Seventeen special police patrolled the grounds. Charley Slightham fed the multitude in the old Pavilion building, and served ice cream and lemonade at all hours. On Sundays, only campers and season ticket holders were admitted to the grounds. At other times anyone could attend; a single admission cost 15 cents and a season ticket $1.
Governor William E. Smith spoke on opening day, Tuesday. That evening there was a concert with massed choirs and musicians. The Wednesday schedule was typical - Reveille at 6 a.m.; prayer at 6:40; breakfast at 7; choir drill at 8:30; a Bible lesson at 9:30; a morality lecture at 10:30; dinner at noon; another lecture at 2 p.m.; a normal class about the purpose of Sunday School at 3:30; a lecture for teachers at 4:30 – “What Not to Teach” was the first day’s topic; supper at 6; a lecture at 7; a final lecture at 8; and Taps at 10.

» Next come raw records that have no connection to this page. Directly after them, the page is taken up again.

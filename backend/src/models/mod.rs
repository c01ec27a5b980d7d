pub mod chats;
pub mod events;
pub mod profiles;
pub mod requests;

pub use chats::{ChatSession, LastMessage, Message, NewMessage, ParticipantPair};
pub use events::{ChangeEvent, ChangeOp, Collection, Record};
pub use profiles::{Location, NewProfile, PresencePatch, Profile, ProfileFilter, Role, UserPresence};
pub use requests::{RequestFilter, RequestStatus, SupportRequest};
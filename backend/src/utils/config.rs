use anyhow::{Context, Result};
use std::env;
use std::time::Duration;
use crate::constants::{
    DEFAULT_PRESENCE_SWEEP_INTERVAL_SECS, DEFAULT_PRESENCE_TTL_SECS, DEFAULT_SERVER_PORT,
};

#[derive(Debug, Clone)]
pub struct Config {
    /// Unset means the in-memory store.
    pub database_url: Option<String>,
    pub port: u16,
    pub presence_ttl: Duration,
    pub presence_sweep_interval: Duration,
    /// Comma-separated CORS origins; unset allows any origin.
    pub allowed_origins: Option<String>,
}

impl Config {
    pub fn from_env() -> Result<Self> {
        dotenvy::dotenv().ok(); // Load .env file if present

        Ok(Self {
            database_url: env::var("DATABASE_URL").ok().filter(|v| !v.trim().is_empty()),
            port: env::var("PORT")
                .unwrap_or_else(|_| DEFAULT_SERVER_PORT.to_string())
                .parse()
                .unwrap_or(DEFAULT_SERVER_PORT),
            presence_ttl: Duration::from_secs(secs_from_env(
                "PRESENCE_TTL_SECS",
                DEFAULT_PRESENCE_TTL_SECS,
            )?),
            presence_sweep_interval: Duration::from_secs(secs_from_env(
                "PRESENCE_SWEEP_INTERVAL_SECS",
                DEFAULT_PRESENCE_SWEEP_INTERVAL_SECS,
            )?),
            allowed_origins: env::var("ALLOWED_ORIGINS").ok(),
        })
    }
}

fn secs_from_env(name: &str, default: u64) -> Result<u64> {
    match env::var(name) {
        Ok(raw) => {
            let secs: u64 = raw
                .trim()
                .parse()
                .with_context(|| format!("{} must be a whole number of seconds", name))?;
            anyhow::ensure!(secs > 0, "{} must be greater than zero", name);
            Ok(secs)
        }
        Err(_) => Ok(default),
    }
}
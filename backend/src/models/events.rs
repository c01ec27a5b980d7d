use serde::Serialize;

use super::{ChatSession, Message, Profile, SupportRequest};

#[derive(Debug, Clone, Copy, PartialEq, Eq, Serialize)]
#[serde(rename_all = "snake_case")]
pub enum Collection {
    Profiles,
    Chats,
    Messages,
    SupportRequests,
}

#[derive(Debug, Clone, Copy, PartialEq, Eq, Serialize)]
#[serde(rename_all = "lowercase")]
pub enum ChangeOp {
    Insert,
    Update,
}

#[derive(Debug, Clone, PartialEq, Serialize)]
#[serde(tag = "type", content = "data", rename_all = "snake_case")]
pub enum Record {
    Profile(Profile),
    Chat(ChatSession),
    Message(Message),
    SupportRequest(SupportRequest),
}

/// One committed write, as published on the store's change feed.
#[derive(Debug, Clone, PartialEq, Serialize)]
pub struct ChangeEvent {
    pub op: ChangeOp,
    pub record: Record,
}

impl ChangeEvent {
    pub fn insert(record: Record) -> Self {
        Self { op: ChangeOp::Insert, record }
    }

    pub fn update(record: Record) -> Self {
        Self { op: ChangeOp::Update, record }
    }

    pub fn collection(&self) -> Collection {
        match self.record {
            Record::Profile(_) => Collection::Profiles,
            Record::Chat(_) => Collection::Chats,
            Record::Message(_) => Collection::Messages,
            Record::SupportRequest(_) => Collection::SupportRequests,
        }
    }
}
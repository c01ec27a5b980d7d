//! Online/offline and availability tracking.
//!
//! Connectivity is driven per connection: [`PresenceTracker::connect`] hands
//! back a [`PresenceConnection`] guard and the user stays online for as long
//! as at least one guard is alive. Clients that vanish without releasing are
//! caught by the stale-presence sweep once their heartbeat lapses.

use chrono::{DateTime, Utc};
use parking_lot::Mutex;
use serde::Serialize;
use std::collections::HashMap;
use std::sync::Arc;
use std::time::Duration;
use tokio::sync::broadcast::error::RecvError;
use tokio::task::JoinHandle;
use tracing::{debug, error, info, warn};
use uuid::Uuid;

use super::subscription::Subscription;
use crate::db::Store;
use crate::error::{CoreError, CoreResult};
use crate::models::{
    ChangeEvent, ChangeOp, Location, NewProfile, PresencePatch, Profile, ProfileFilter, Record,
    Role, UserPresence,
};

#[derive(Debug, Clone, PartialEq, Serialize)]
pub struct PresenceEvent {
    pub op: ChangeOp,
    pub presence: UserPresence,
}

#[derive(Clone)]
pub struct PresenceTracker {
    store: Arc<dyn Store>,
    /// Live connection count per user.
    connections: Arc<Mutex<HashMap<Uuid, usize>>>,
}

impl PresenceTracker {
    pub fn new(store: Arc<dyn Store>) -> Self {
        Self {
            store,
            connections: Arc::new(Mutex::new(HashMap::new())),
        }
    }

    /// Creates the profile record at account creation.
    pub async fn register(&self, new_profile: NewProfile) -> CoreResult<Profile> {
        new_profile.validate()?;
        let profile = self.store.insert_profile(new_profile.into_profile(Utc::now())).await?;
        info!("Registered {} {} ({})", profile.role, profile.id, profile.name);
        Ok(profile)
    }

    pub async fn get(&self, user_id: Uuid) -> CoreResult<Profile> {
        self.store
            .get_profile(user_id)
            .await?
            .ok_or_else(|| CoreError::not_found(format!("profile {}", user_id)))
    }

    pub async fn list(&self, filter: &ProfileFilter) -> CoreResult<Vec<Profile>> {
        self.store.list_profiles(filter).await
    }

    pub async fn set_online(&self, user_id: Uuid) -> CoreResult<UserPresence> {
        self.patch(user_id, PresencePatch::Online(true)).await
    }

    pub async fn set_offline(&self, user_id: Uuid) -> CoreResult<UserPresence> {
        self.patch(user_id, PresencePatch::Online(false)).await
    }

    /// Liveness ping: marks the user online and refreshes `last_seen`.
    pub async fn heartbeat(&self, user_id: Uuid) -> CoreResult<UserPresence> {
        self.set_online(user_id).await
    }

    pub async fn set_available(&self, user_id: Uuid, available: bool) -> CoreResult<UserPresence> {
        let profile = self.get(user_id).await?;
        if available && profile.role != Role::Helper {
            return Err(CoreError::validation("only helpers can mark themselves available"));
        }
        self.patch(user_id, PresencePatch::Available(available)).await
    }

    pub async fn set_location(&self, user_id: Uuid, location: Option<Location>) -> CoreResult<Profile> {
        if let Some(location) = &location {
            location.validate()?;
        }
        self.store
            .patch_profile(user_id, PresencePatch::Location(location), Utc::now())
            .await
    }

    async fn patch(&self, user_id: Uuid, patch: PresencePatch) -> CoreResult<UserPresence> {
        let profile = self.store.patch_profile(user_id, patch, Utc::now()).await?;
        debug!("Presence of {} is now {:?}", user_id, patch);
        Ok(profile.presence())
    }

    /// Opens a connection scope for the user and marks them online.
    pub async fn connect(&self, user_id: Uuid) -> CoreResult<PresenceConnection> {
        // Fail before counting so an unknown user never holds a slot.
        self.get(user_id).await?;
        *self.connections.lock().entry(user_id).or_insert(0) += 1;

        let connection = PresenceConnection {
            user_id,
            tracker: self.clone(),
            released: false,
        };
        self.set_online(user_id).await?;
        Ok(connection)
    }

    pub fn connection_count(&self, user_id: Uuid) -> usize {
        self.connections.lock().get(&user_id).copied().unwrap_or(0)
    }

    /// Drops one connection; returns true when it was the user's last.
    fn release_slot(&self, user_id: Uuid) -> bool {
        let mut connections = self.connections.lock();
        match connections.get_mut(&user_id) {
            Some(count) if *count > 1 => {
                *count -= 1;
                false
            }
            Some(_) => {
                connections.remove(&user_id);
                true
            }
            None => false,
        }
    }

    async fn go_offline_after_last_release(&self, user_id: Uuid) -> CoreResult<()> {
        self.set_offline(user_id).await?;
        // A reconnect may have raced the offline write.
        if self.connection_count(user_id) > 0 {
            self.set_online(user_id).await?;
        }
        Ok(())
    }

    /// Marks offline everyone whose last heartbeat is older than `ttl`.
    ///
    /// Users holding a live [`PresenceConnection`] on this tracker are
    /// refreshed first, so an open connection is never swept.
    pub async fn sweep_stale(&self, ttl: Duration) -> CoreResult<Vec<Profile>> {
        let ttl = chrono::Duration::from_std(ttl)
            .map_err(|_| CoreError::validation("presence ttl out of range"))?;

        let connected: Vec<Uuid> = self.connections.lock().keys().copied().collect();
        for user_id in connected {
            if let Err(e) = self.heartbeat(user_id).await {
                warn!("Could not refresh connected user {} before sweep: {}", user_id, e);
            }
        }

        let now = Utc::now();
        let swept = self.store.mark_stale_offline(now - ttl, now).await?;
        if !swept.is_empty() {
            info!("Swept {} stale presences offline", swept.len());
        }
        Ok(swept)
    }

    /// Runs [`PresenceTracker::sweep_stale`] on a fixed interval until the
    /// task is aborted.
    pub fn spawn_sweeper(&self, ttl: Duration, every: Duration) -> JoinHandle<()> {
        let tracker = self.clone();
        tokio::spawn(async move {
            let mut interval = tokio::time::interval(every);
            loop {
                interval.tick().await;
                if let Err(e) = tracker.sweep_stale(ttl).await {
                    error!("Presence sweep failed: {}", e);
                }
            }
        })
    }

    /// Live presence changes matching `filter`.
    ///
    /// Delivery may repeat or reorder events; apply them through a
    /// [`PresenceView`]. A subscriber that falls behind is resynchronised
    /// with a snapshot of every matching user.
    pub fn subscribe(&self, filter: ProfileFilter) -> Subscription<PresenceEvent> {
        let mut rx = self.store.changes();
        let store = self.store.clone();

        Subscription::new(async_stream::stream! {
            loop {
                match rx.recv().await {
                    Ok(ChangeEvent { op, record: Record::Profile(profile) }) => {
                        if filter.matches(&profile) {
                            yield Ok(PresenceEvent { op, presence: profile.presence() });
                        }
                    }
                    Ok(_) => {}
                    Err(RecvError::Lagged(skipped)) => {
                        warn!("Presence subscriber lagged by {} events, resyncing", skipped);
                        match store.list_profiles(&filter).await {
                            Ok(profiles) => {
                                for profile in profiles {
                                    yield Ok(PresenceEvent {
                                        op: ChangeOp::Update,
                                        presence: profile.presence(),
                                    });
                                }
                            }
                            Err(e) => {
                                yield Err(e);
                                break;
                            }
                        }
                    }
                    Err(RecvError::Closed) => break,
                }
            }
        })
    }
}

/// Scoped presence for one client connection. Release it explicitly with
/// [`PresenceConnection::release`]; dropping it releases in the background.
pub struct PresenceConnection {
    user_id: Uuid,
    tracker: PresenceTracker,
    released: bool,
}

impl PresenceConnection {
    pub fn user_id(&self) -> Uuid {
        self.user_id
    }

    pub async fn heartbeat(&self) -> CoreResult<UserPresence> {
        self.tracker.heartbeat(self.user_id).await
    }

    pub async fn release(mut self) -> CoreResult<()> {
        self.released = true;
        if self.tracker.release_slot(self.user_id) {
            self.tracker.go_offline_after_last_release(self.user_id).await?;
        }
        Ok(())
    }
}

impl Drop for PresenceConnection {
    fn drop(&mut self) {
        if self.released || !self.tracker.release_slot(self.user_id) {
            return;
        }

        let tracker = self.tracker.clone();
        let user_id = self.user_id;
        match tokio::runtime::Handle::try_current() {
            Ok(handle) => {
                handle.spawn(async move {
                    if let Err(e) = tracker.go_offline_after_last_release(user_id).await {
                        warn!("Failed to mark {} offline on disconnect: {}", user_id, e);
                    }
                });
            }
            Err(_) => {
                warn!("No runtime to mark {} offline; the presence sweep will", user_id);
            }
        }
    }
}

/// Client-side materialisation of presence events with last-write-wins
/// keyed on `last_seen`. Duplicate and out-of-order events are harmless.
#[derive(Debug, Default, Clone)]
pub struct PresenceView {
    users: HashMap<Uuid, UserPresence>,
}

impl PresenceView {
    pub fn new() -> Self {
        Self::default()
    }

    /// Applies an event; returns false when it was older than what we hold.
    pub fn apply(&mut self, presence: UserPresence) -> bool {
        match self.users.get(&presence.user_id) {
            Some(current) if current.last_seen > presence.last_seen => false,
            _ => {
                self.users.insert(presence.user_id, presence);
                true
            }
        }
    }

    pub fn get(&self, user_id: Uuid) -> Option<&UserPresence> {
        self.users.get(&user_id)
    }

    pub fn is_online(&self, user_id: Uuid) -> bool {
        self.get(user_id).is_some_and(|p| p.is_online)
    }

    pub fn last_seen(&self, user_id: Uuid) -> Option<DateTime<Utc>> {
        self.get(user_id).map(|p| p.last_seen)
    }
}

On hot days many participants rode Captain Barnes’ lake boats to take advantage of cool lake breezes. Some arranged excursions to Kilbourn (the Wisconsin Dells) aboard the Chicago, Milwaukee & St. Paul line. On children’s day all the city Sunday Schools were given free tickets.
On the last evening fireworks exploded in the sky over Lake Monona; many Madisonians watched from steamers and sailboats on the water.
James E. Moseley became the “father of the Assembly,” its driving force and one of the best known Chautauqua managers in the country. Founder of a bookstore on Pinckney Street across from the Capitol that opened for business in 1858, he rose to become president of the International Chautauqua Alliance in 1902. Under his leadership, in 1882 the Assembly bought the 20-acre parcel of land and in succeeding years improved it with an ice cream parlor and a superb auditorium in the shape of an umbrella with the handle cut off. Built by J. H. Findorff, there were no posts to impede the vision of 5,000 spectators, and it was the largest room for gatherings in Wisconsin.
Year after year Moseley put on a two-week long program that furnished entertainment, instruction, and inspiration to hundreds of families who camped in the enclosure. Among the speakers were President William McKinley and William Jennings Bryan. The Monona Lake Assembly continued attracting large crowds, some as large as 15,000 people, until 1904, when attendance began to decline.
There were occasional tragedies. The first year one of the girls in Slightham’s dining hall was scalded by boiling water. On July 26, 1900, Jennie Rupp, Fannie Dunn, and Nellie Dunn were being rowed back to Madison by Alexius Baas at 11 p.m. when their rowboat was struck by one of the lake steamers, the Tonyawatha, and the four were thrown into the water. Jennie Rupp drowned. “Lex,” the oarsman, saved both of the Dunn sisters. He claimed he did not see any lights on the Tonyawatha; crew members insisted the lights had been on.
In 1908, after several years of declining receipts, majority stockholders decided to sell the parcel. The minority stockholders, among them John Olin, who fought to keep the land from being turned into a lakeside subdivision, took their former partners all the way to the Wisconsin Supreme Court to block the sale. In the midst of the legal battle, on July 14, 1911, the city bought the Monona Lake Assembly grounds, making it the first park bought entirely with city money. Known as Monona Park until 1923, it was renamed to honor John Olin, the father of Madison’s parks, that year.